En pratique, et en ce qui concerne les inondations, ce projet de recherche appliquée vise à réactiver la dynamique fluviale en démantelant des digues anciennes pour permettre au fleuve, par érosion latérale au gré des crues, de remobiliser une partie des sédiments présents dans les marges alluviales. Ces sédiments sont en effet à l’origine de réduction de débitance du fleuve, qui bien que compensée localement par une incision du lit ou une réduction du débit par les aménagements de la Compagnie nationale du Rhône (Rhône court-circuité), pourrait être encore améliorée par l’augmentation de la section mouillée que représenterait la suppression de ces marges alluviales.

La faisabilité de ce type de projet pouvant se heurter à des problématiques environnementales ou d’occupation du sol avec de nombreux enjeux présents dans des espaces susceptibles d’être remobilisés par le fleuve, il est donc nécessaire de bien anticiper les potentielles remobilisations en analysant la vulnérabilité des territoires concernés, en s’assurant que le projet ne porte pas atteinte à la sécurité des personnes et des biens.

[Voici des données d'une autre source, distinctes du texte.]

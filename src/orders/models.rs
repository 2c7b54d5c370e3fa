use chrono::{DateTime, Utc};
use rust_decimal::Decimal;
use serde::{Deserialize, Serialize};
use sqlx::FromRow;
use uuid::Uuid;
use validator::Validate;

use crate::pizza::models::PizzaQuoteRequest;

/// Order status enum representing the lifecycle of an order
#[derive(Debug, Clone, Copy, PartialEq, Eq, Serialize, Deserialize, sqlx::Type)]
#[sqlx(type_name = "text", rename_all = "lowercase")]
#[serde(rename_all = "lowercase")]
pub enum OrderStatus {
    Pending,
    Confirmed,
    Preparing,
    Ready,
    Delivering,
    Delivered,
    Cancelled,
}

impl OrderStatus {
    /// Convert status to string representation
    pub fn as_str(&self) -> &'static str {
        match self {
            OrderStatus::Pending => "pending",
            OrderStatus::Confirmed => "confirmed",
            OrderStatus::Preparing => "preparing",
            OrderStatus::Ready => "ready",
            OrderStatus::Delivering => "delivering",
            OrderStatus::Delivered => "delivered",
            OrderStatus::Cancelled => "cancelled",
        }
    }

    /// Parse status from string
    pub fn from_str(s: &str) -> Result<Self, String> {
        match s.to_lowercase().as_str() {
            "pending" => Ok(OrderStatus::Pending),
            "confirmed" => Ok(OrderStatus::Confirmed),
            "preparing" => Ok(OrderStatus::Preparing),
            "ready" => Ok(OrderStatus::Ready),
            "delivering" => Ok(OrderStatus::Delivering),
            "delivered" => Ok(OrderStatus::Delivered),
            "cancelled" => Ok(OrderStatus::Cancelled),
            _ => Err(format!("Invalid order status: {}", s)),
        }
    }
}

impl Default for OrderStatus {
    fn default() -> Self {
        OrderStatus::Pending
    }
}

impl std::fmt::Display for OrderStatus {
    fn fmt(&self, f: &mut std::fmt::Formatter<'_>) -> std::fmt::Result {
        write!(f, "{}", self.as_str())
    }
}

/// How the order reaches the customer
///
/// Pickup and dine-in orders carry no delivery fee and skip zone
/// resolution entirely.
#[derive(Debug, Clone, Copy, PartialEq, Eq, Serialize, Deserialize, sqlx::Type)]
#[sqlx(type_name = "text", rename_all = "snake_case")]
#[serde(rename_all = "snake_case")]
pub enum OrderType {
    Delivery,
    Pickup,
    DineIn,
}

impl Default for OrderType {
    fn default() -> Self {
        OrderType::Delivery
    }
}

impl std::fmt::Display for OrderType {
    fn fmt(&self, f: &mut std::fmt::Formatter<'_>) -> std::fmt::Result {
        match self {
            OrderType::Delivery => write!(f, "delivery"),
            OrderType::Pickup => write!(f, "pickup"),
            OrderType::DineIn => write!(f, "dine_in"),
        }
    }
}

/// Domain model representing an order in the database
#[derive(Debug, Clone, Serialize, Deserialize, FromRow)]
pub struct Order {
    pub id: Uuid,
    pub user_id: Option<i32>,
    pub customer_name: String,
    pub customer_phone: String,
    pub customer_address: String,
    pub status: OrderStatus,
    pub order_type: OrderType,
    pub delivery_zone_id: Option<i32>,
    pub subtotal: Decimal,
    pub discount: Decimal,
    pub delivery_fee: Decimal,
    pub total_amount: Decimal,
    pub payment_method: Option<String>,
    pub change_for: Option<Decimal>,
    pub notes: Option<String>,
    pub created_at: DateTime<Utc>,
    pub updated_at: DateTime<Utc>,
}

/// Domain model representing an item within an order
///
/// `product_name` and `unit_price` are snapshots taken at order time;
/// later catalog edits never change a placed order.
#[derive(Debug, Clone, Serialize, Deserialize, FromRow)]
pub struct OrderItem {
    pub id: i32,
    pub order_id: Uuid,
    pub product_id: Option<i32>,
    pub product_name: String,
    pub quantity: i32,
    pub unit_price: Decimal,
    pub subtotal: Decimal,
}

/// One row of the append-only status audit trail
#[derive(Debug, Clone, Serialize, Deserialize, FromRow)]
pub struct OrderStatusHistory {
    pub id: i32,
    pub order_id: Uuid,
    pub status: OrderStatus,
    pub notes: Option<String>,
    pub changed_by: Option<i32>,
    pub created_at: DateTime<Utc>,
}

/// One cart line in an order creation request
///
/// Either a catalog product (optionally size-priced) or a composed
/// pizza; exactly one of `product_id` / `pizza` must be present.
#[derive(Debug, Serialize, Deserialize, Validate)]
pub struct OrderItemRequest {
    pub product_id: Option<i32>,
    /// Size for size-priced catalog items
    pub size_id: Option<i32>,
    /// A pizza composed in the builder
    pub pizza: Option<PizzaQuoteRequest>,
    #[validate(range(min = 1, message = "Quantity must be at least 1"))]
    pub quantity: i32,
}

/// Request DTO for creating a new order
#[derive(Debug, Deserialize, Validate)]
pub struct CreateOrderRequest {
    #[validate(length(min = 1, message = "Customer name must not be empty"))]
    pub customer_name: String,
    #[validate(length(min = 1, message = "Customer phone must not be empty"))]
    pub customer_phone: String,
    #[serde(default)]
    pub customer_address: String,
    #[serde(default)]
    pub order_type: OrderType,
    pub delivery_zone_id: Option<i32>,
    pub payment_method: Option<String>,
    pub change_for: Option<Decimal>,
    pub notes: Option<String>,
    pub coupon_code: Option<String>,
    #[validate(length(min = 1, message = "Order must contain at least one item"))]
    pub items: Vec<OrderItemRequest>,
}

/// Request DTO for the admin manual status override
#[derive(Debug, Deserialize, Validate)]
pub struct UpdateStatusRequest {
    pub status: OrderStatus,
    pub notes: Option<String>,
}

/// Request DTO for the guarded one-step advance
#[derive(Debug, Deserialize)]
pub struct AdvanceStatusRequest {
    pub notes: Option<String>,
}

/// Fields of a new order before it is persisted
#[derive(Debug, Clone)]
pub struct NewOrder {
    pub user_id: Option<i32>,
    pub customer_name: String,
    pub customer_phone: String,
    pub customer_address: String,
    pub order_type: OrderType,
    pub delivery_zone_id: Option<i32>,
    pub subtotal: Decimal,
    pub discount: Decimal,
    pub delivery_fee: Decimal,
    pub total_amount: Decimal,
    pub payment_method: Option<String>,
    pub change_for: Option<Decimal>,
    pub notes: Option<String>,
}

/// One resolved order line before it is persisted
#[derive(Debug, Clone)]
pub struct NewOrderItem {
    pub product_id: Option<i32>,
    pub product_name: String,
    pub quantity: i32,
    pub unit_price: Decimal,
    pub subtotal: Decimal,
}

/// Response DTO for order item
#[derive(Debug, Serialize)]
pub struct OrderItemResponse {
    pub id: i32,
    pub product_id: Option<i32>,
    pub product_name: String,
    pub quantity: i32,
    pub unit_price: Decimal,
    pub subtotal: Decimal,
}

impl From<OrderItem> for OrderItemResponse {
    fn from(item: OrderItem) -> Self {
        Self {
            id: item.id,
            product_id: item.product_id,
            product_name: item.product_name,
            quantity: item.quantity,
            unit_price: item.unit_price,
            subtotal: item.subtotal,
        }
    }
}

/// Response DTO for order with items
#[derive(Debug, Serialize)]
pub struct OrderResponse {
    pub id: Uuid,
    pub user_id: Option<i32>,
    pub customer_name: String,
    pub customer_phone: String,
    pub customer_address: String,
    pub status: OrderStatus,
    pub order_type: OrderType,
    pub delivery_zone_id: Option<i32>,
    pub subtotal: Decimal,
    pub discount: Decimal,
    pub delivery_fee: Decimal,
    pub total_amount: Decimal,
    pub payment_method: Option<String>,
    pub change_for: Option<Decimal>,
    pub notes: Option<String>,
    pub items: Vec<OrderItemResponse>,
    pub created_at: DateTime<Utc>,
    pub updated_at: DateTime<Utc>,
}

impl OrderResponse {
    /// Assemble a response from an order row and its items
    pub fn from_parts(order: Order, items: Vec<OrderItem>) -> Self {
        Self {
            id: order.id,
            user_id: order.user_id,
            customer_name: order.customer_name,
            customer_phone: order.customer_phone,
            customer_address: order.customer_address,
            status: order.status,
            order_type: order.order_type,
            delivery_zone_id: order.delivery_zone_id,
            subtotal: order.subtotal,
            discount: order.discount,
            delivery_fee: order.delivery_fee,
            total_amount: order.total_amount,
            payment_method: order.payment_method,
            change_for: order.change_for,
            notes: order.notes,
            items: items.into_iter().map(|item| item.into()).collect(),
            created_at: order.created_at,
            updated_at: order.updated_at,
        }
    }
}

#[cfg(test)]
mod tests {
    use super::*;

    #[test]
    fn test_order_status_round_trip() {
        let statuses = [
            OrderStatus::Pending,
            OrderStatus::Confirmed,
            OrderStatus::Preparing,
            OrderStatus::Ready,
            OrderStatus::Delivering,
            OrderStatus::Delivered,
            OrderStatus::Cancelled,
        ];

        for status in statuses {
            assert_eq!(OrderStatus::from_str(status.as_str()).unwrap(), status);
        }
    }

    #[test]
    fn test_order_status_parse_is_case_insensitive() {
        assert_eq!(
            OrderStatus::from_str("DELIVERING").unwrap(),
            OrderStatus::Delivering
        );
        assert!(OrderStatus::from_str("unknown").is_err());
    }

    #[test]
    fn test_order_type_serde_uses_snake_case() {
        assert_eq!(serde_json::to_string(&OrderType::DineIn).unwrap(), "\"dine_in\"");
        let parsed: OrderType = serde_json::from_str("\"pickup\"").unwrap();
        assert_eq!(parsed, OrderType::Pickup);
    }

    #[test]
    fn test_create_order_request_defaults() {
        let json = r#"{
            "customer_name": "Maria",
            "customer_phone": "11999990000",
            "items": [{"product_id": 1, "quantity": 2}]
        }"#;

        let request: CreateOrderRequest = serde_json::from_str(json).unwrap();

        assert_eq!(request.order_type, OrderType::Delivery);
        assert_eq!(request.customer_address, "");
        assert!(request.coupon_code.is_none());
        assert_eq!(request.items.len(), 1);
        assert_eq!(request.items[0].quantity, 2);
        assert!(request.items[0].pizza.is_none());
    }
}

De nombreuses données sont disponibles sur l'histoire du fleuve depuis 150 ans et les impacts des aménagements Girardon sur l'occupation du sol, la sédimentation et l'inondation. Elles font l'objet d'un traitement d’uniformisation : ainsi, des cartes sur l'hydromorphologie, les puissances spécifiques, les casiers de sensibilité potentielle à l'inondation et à la sédimentation seront disponibles sur tous les vieux Rhône depuis la confluence du Fier jusqu'à la mer Méditerranée, à l’intérieur de la bande active historique de 1860. Concernant l’occupation du sol, les cartographies existantes concernent l'urbanisation, l'agriculture, la forêt, les bancs de galets, la surface en eau et les lônes. L’objectif est d’étendre ce travail aux enjeux patrimoniaux tels que digues, moulins, bacs, ponts, repères de crue, etc.

Trois sites tests

Trois sites prioritaires ont été identifiés pour la mise en application du projet de réactivation de la dynamique fluviale : Péage-de-Roussillon, Montélimar et Bourg-Lès-Valence. Des travaux ont déjà été effectués sur la rive gauche du vieux Rhône de Donzère-Mondragon au niveau de la confluence avec l'Ardèche.

Il faut souligner que ce projet s’inscrit également dans les objectifs du volet « Qualité des eaux, ressource et biodiversité » du Plan Rhône. En effet, les enjeux écologiques existants sont recensés dans le cadre du schéma directeur. Une cartographie des milieux d'intérêt est réalisée : forêt de bois tendres (menacée à l'échelle européenne), forêt de bois durs (c'est la forêt patrimoniale du Rhône), prairies alluviales (c'est dans ces milieux que l'on trouve la majorité des espèces protégées), milieux humides (lônes, zones humides, mares etc). Les trames vertes et bleues sont cartographiées afin de ne pas rompre les connexions.

vieux_rhone_montelimar_2_CNR

Par ailleurs, la remobilisation des sédiments stockés dans les marges doit contribuer à la reconnexion latérale du chenal avec sa plaine alluviale et à la reconnexion verticale des milieux alluviaux avec la nappe alluviale (décloisonnement). La réactivation de la dynamique fluviale va ainsi permettre une restauration écologique et fonctionnelle des milieux : création de milieux de grèves rares à l'échelle du Rhône, maintien de milieux favorables au développement des espèces liées au fleuve. La réactivation de la dynamique fluviale prend en compte les enjeux existants pour ne pas porter atteinte à des enjeux remarquables et rares à l'échelle du fleuve.

Enfin, il faut noter que ce type de projet pose le problème du relargage potentiel de substances dangereuses. Durant la phase avant-travaux, des prélèvements sont effectués pour mesurer les teneurs en PCB, HAP et métaux lourds. Un programme de recherche a été lancé pour améliorer la méthodologie de caractérisation de la pollution des sédiments des marges.